(Work item) Copy all lines holding the word "InsufficientPoints" from the entries.

Records to use Start Marker

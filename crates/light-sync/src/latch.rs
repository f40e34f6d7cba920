use std::time::{Duration, Instant};

use parking_lot::{Condvar, Mutex};

#[derive(Debug, Clone, Copy, PartialEq, Eq)]
pub(crate) enum WaitOutcome {
    Signalled,
    TimedOut,
    Stopping,
}

#[derive(Debug, Default)]
struct LatchState {
    set: bool,
    stopping: bool,
}

/// "Sync observed" flag plus the loop's stop request, behind one condvar so
/// either can wake a waiting loop.
#[derive(Debug, Default)]
pub(crate) struct SyncLatch {
    state: Mutex<LatchState>,
    cond: Condvar,
}

impl SyncLatch {
    pub(crate) fn set(&self) {
        self.state.lock().set = true;
        self.cond.notify_all();
    }

    pub(crate) fn clear(&self) {
        self.state.lock().set = false;
    }

    pub(crate) fn is_set(&self) -> bool {
        self.state.lock().set
    }

    pub(crate) fn request_stop(&self) {
        self.state.lock().stopping = true;
        self.cond.notify_all();
    }

    pub(crate) fn is_stopping(&self) -> bool {
        self.state.lock().stopping
    }

    /// Waits for the latch to be set. Reports `TimedOut` once the deadline
    /// passes even if a set raced the wake-up; callers re-check `is_set`.
    pub(crate) fn wait(&self, timeout: Duration) -> WaitOutcome {
        let deadline = Instant::now() + timeout;
        let mut state = self.state.lock();
        loop {
            if state.stopping {
                return WaitOutcome::Stopping;
            }
            if state.set {
                return WaitOutcome::Signalled;
            }
            if self.cond.wait_until(&mut state, deadline).timed_out() {
                return if state.stopping {
                    WaitOutcome::Stopping
                } else {
                    WaitOutcome::TimedOut
                };
            }
        }
    }

    /// Sleeps for `duration` unless a stop is requested first. Returns whether
    /// the loop should exit.
    pub(crate) fn park(&self, duration: Duration) -> bool {
        let deadline = Instant::now() + duration;
        let mut state = self.state.lock();
        while !state.stopping {
            if self.cond.wait_until(&mut state, deadline).timed_out() {
                break;
            }
        }
        state.stopping
    }
}
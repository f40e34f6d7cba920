use thiserror::Error;

use crate::config::ConfigError;
use crate::id::LightId;

#[derive(Debug, Error)]
pub enum LightError {
    #[error("light {0} was already started")]
    AlreadyStarted(LightId),
    #[error("failed to spawn loop thread for light {id}")]
    Spawn {
        id: LightId,
        #[source]
        source: std::io::Error,
    },
    #[error("loop thread of light {0} panicked")]
    JoinPanicked(LightId),
    #[error(transparent)]
    Config(#[from] ConfigError),
}
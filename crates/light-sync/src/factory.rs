use std::sync::Arc;

use crate::config::{ConfigError, LightConfig};
use crate::error::LightError;
use crate::id::{IdAllocator, LightId};
use crate::light::Light;
use crate::topics::SharedBus;

/// Builds lights that share a bus, a timing configuration and an id source.
#[derive(Clone)]
pub struct LightFactory {
    bus: SharedBus,
    config: LightConfig,
    ids: Arc<IdAllocator>,
}

impl LightFactory {
    pub fn new(bus: SharedBus, config: LightConfig) -> Result<Self, ConfigError> {
        Self::with_allocator(bus, config, Arc::new(IdAllocator::new()))
    }

    pub fn with_allocator(
        bus: SharedBus,
        config: LightConfig,
        ids: Arc<IdAllocator>,
    ) -> Result<Self, ConfigError> {
        config.validate()?;
        Ok(Self { bus, config, ids })
    }

    /// Creates a light with the given id, or the next sequential one.
    pub fn create(&self, id: Option<LightId>) -> Result<Light, LightError> {
        let id = id.unwrap_or_else(|| self.ids.next_id());
        Light::new(id, self.config.clone(), self.bus.clone())
    }

    pub fn bus(&self) -> &SharedBus {
        &self.bus
    }

    pub fn config(&self) -> &LightConfig {
        &self.config
    }
}
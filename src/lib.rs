//! Erzeugung selbstähnlicher Fraktale über iterierte Funktionensysteme (IFS).
//!
//! Ein Start-Polygon wird Runde für Runde mit jeder Abbildung einer
//! `TransformSet` abgebildet; nach `n` Runden liegen `|T|^n` Polygone vor,
//! die der Attraktor-Approximation entsprechen. Rendering gehört nicht dazu.

pub mod ifs;
pub mod math;

pub use ifs::{
    CancellationToken, Diagnostic, EngineSettings, GrowthEstimator, IfsConfig, IfsEngine,
    IfsOutput, PointCloudIfs, PointCloudOutput,
};
pub use math::{
    error::{IfsError, IfsResult},
    geometry::polygon::{
        AffineMap, AffineTransformable, Degeneracy, Polygon, PolygonCollection,
        PolygonTransformer, TransformSet,
    },
    types::{Bounds2D, Point2D, Vector2D},
};
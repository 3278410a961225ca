// src/math/geometry/polygon/core.rs

use crate::math::{
    error::*,
    types::{Bounds2D, Point2D},
};
use serde::{Deserialize, Serialize};

/// Polygon-Struktur, die eine Sequenz von 2D-Punkten (Vertices) darstellt.
///
/// Das Polygon gilt immer als geschlossen: der letzte Vertex ist implizit mit
/// dem ersten verbunden, ohne dass der erste Punkt am Ende dupliziert wird.
/// Nach der Erstellung wird ein Polygon nicht mehr verändert.
#[derive(Debug, Clone, PartialEq, Serialize, Deserialize)]
#[serde(try_from = "Vec<Point2D>", into = "Vec<Point2D>")]
pub struct Polygon {
    vertices: Vec<Point2D>,
}

impl Polygon {
    /// Erstellt ein neues Polygon. Mindestens ein Vertex ist erforderlich.
    pub fn new(vertices: Vec<Point2D>) -> IfsResult<Self> {
        if vertices.is_empty() {
            return Err(IfsError::InsufficientPoints {
                expected: 1,
                actual: 0,
            });
        }
        Ok(Self { vertices })
    }

    /// Für Vertex-Listen, die aus einem gültigen Polygon abgeleitet wurden.
    pub(crate) fn from_nonempty(vertices: Vec<Point2D>) -> Self {
        debug_assert!(!vertices.is_empty());
        Self { vertices }
    }

    /// Erstellt ein Polygon aus rohen Koordinatenpaaren.
    pub fn from_coords(coords: &[[f64; 2]]) -> IfsResult<Self> {
        Self::new(coords.iter().map(|&[x, y]| Point2D::new(x, y)).collect())
    }

    /// Gibt einen Slice der Vertices zurück.
    pub fn vertices(&self) -> &[Point2D] {
        &self.vertices
    }

    /// Anzahl der Vertices.
    pub fn len(&self) -> usize {
        self.vertices.len()
    }

    /// Immer `false`, ein Polygon hat mindestens einen Vertex.
    pub fn is_empty(&self) -> bool {
        self.vertices.is_empty()
    }

    /// Berechnet die Bounding Box des Polygons.
    pub fn bounds(&self) -> Option<Bounds2D> {
        Bounds2D::from_points_iter(self.vertices.iter().copied())
    }

    /// Konvertiert in ein `geo::Polygon` ohne Löcher.
    pub fn to_geo(&self) -> geo::Polygon<f64> {
        to_geo_polygon(&self.vertices)
    }
}

impl TryFrom<Vec<Point2D>> for Polygon {
    type Error = IfsError;

    fn try_from(vertices: Vec<Point2D>) -> IfsResult<Self> {
        Self::new(vertices)
    }
}

impl From<Polygon> for Vec<Point2D> {
    fn from(polygon: Polygon) -> Self {
        polygon.vertices
    }
}

/// Baut ein `geo::Polygon` aus einem Vertex-Slice; `geo` schließt den Ring selbst.
pub(crate) fn to_geo_polygon(vertices: &[Point2D]) -> geo::Polygon<f64> {
    let exterior: geo::LineString<f64> = vertices
        .iter()
        .map(|p| geo::Coord { x: p.x, y: p.y })
        .collect();
    geo::Polygon::new(exterior, Vec::new())
}

#[cfg(test)]
mod tests {
    use super::*;

    #[test]
    fn test_empty_polygon_rejected() {
        let result = Polygon::new(Vec::new());
        assert_eq!(
            result,
            Err(IfsError::InsufficientPoints {
                expected: 1,
                actual: 0
            })
        );
    }

    #[test]
    fn test_single_vertex_is_valid() {
        let polygon = Polygon::from_coords(&[[0.5, 0.5]]).unwrap();
        assert_eq!(polygon.len(), 1);
        assert!(!polygon.is_empty());
    }

    #[test]
    fn test_vertex_order_preserved() {
        let coords = [[0.0, 0.0], [1.0, 0.0], [1.0, 1.0], [0.0, 1.0]];
        let polygon = Polygon::from_coords(&coords).unwrap();
        for (vertex, [x, y]) in polygon.vertices().iter().zip(coords) {
            assert_eq!(*vertex, Point2D::new(x, y));
        }
    }

    #[test]
    fn test_polygon_bounds() {
        let polygon = Polygon::from_coords(&[[0.0, 0.0], [1.0, 0.0], [0.5, 2.0]]).unwrap();
        let bounds = polygon.bounds().unwrap();
        assert_eq!(bounds.min, Point2D::new(0.0, 0.0));
        assert_eq!(bounds.max, Point2D::new(1.0, 2.0));
    }

    #[test]
    fn test_to_geo_closes_ring() {
        let polygon = Polygon::from_coords(&[[0.0, 0.0], [1.0, 0.0], [0.0, 1.0]]).unwrap();
        let geo_polygon = polygon.to_geo();
        // 3 vertices + closing coordinate
        assert_eq!(geo_polygon.exterior().0.len(), 4);
        assert!(geo_polygon.interiors().is_empty());
    }

    #[test]
    fn test_serde_rejects_empty_polygon() {
        let parsed: Result<Polygon, _> = serde_json::from_str("[]");
        assert!(parsed.is_err());

        let parsed: Polygon = serde_json::from_str("[[0.0, 1.0], [2.0, 3.0]]").unwrap();
        assert_eq!(parsed.vertices()[1], Point2D::new(2.0, 3.0));
    }
}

Records to use End Marker

(Answer box)
            return Err(IfsError::InsufficientPoints {
            Err(IfsError::InsufficientPoints {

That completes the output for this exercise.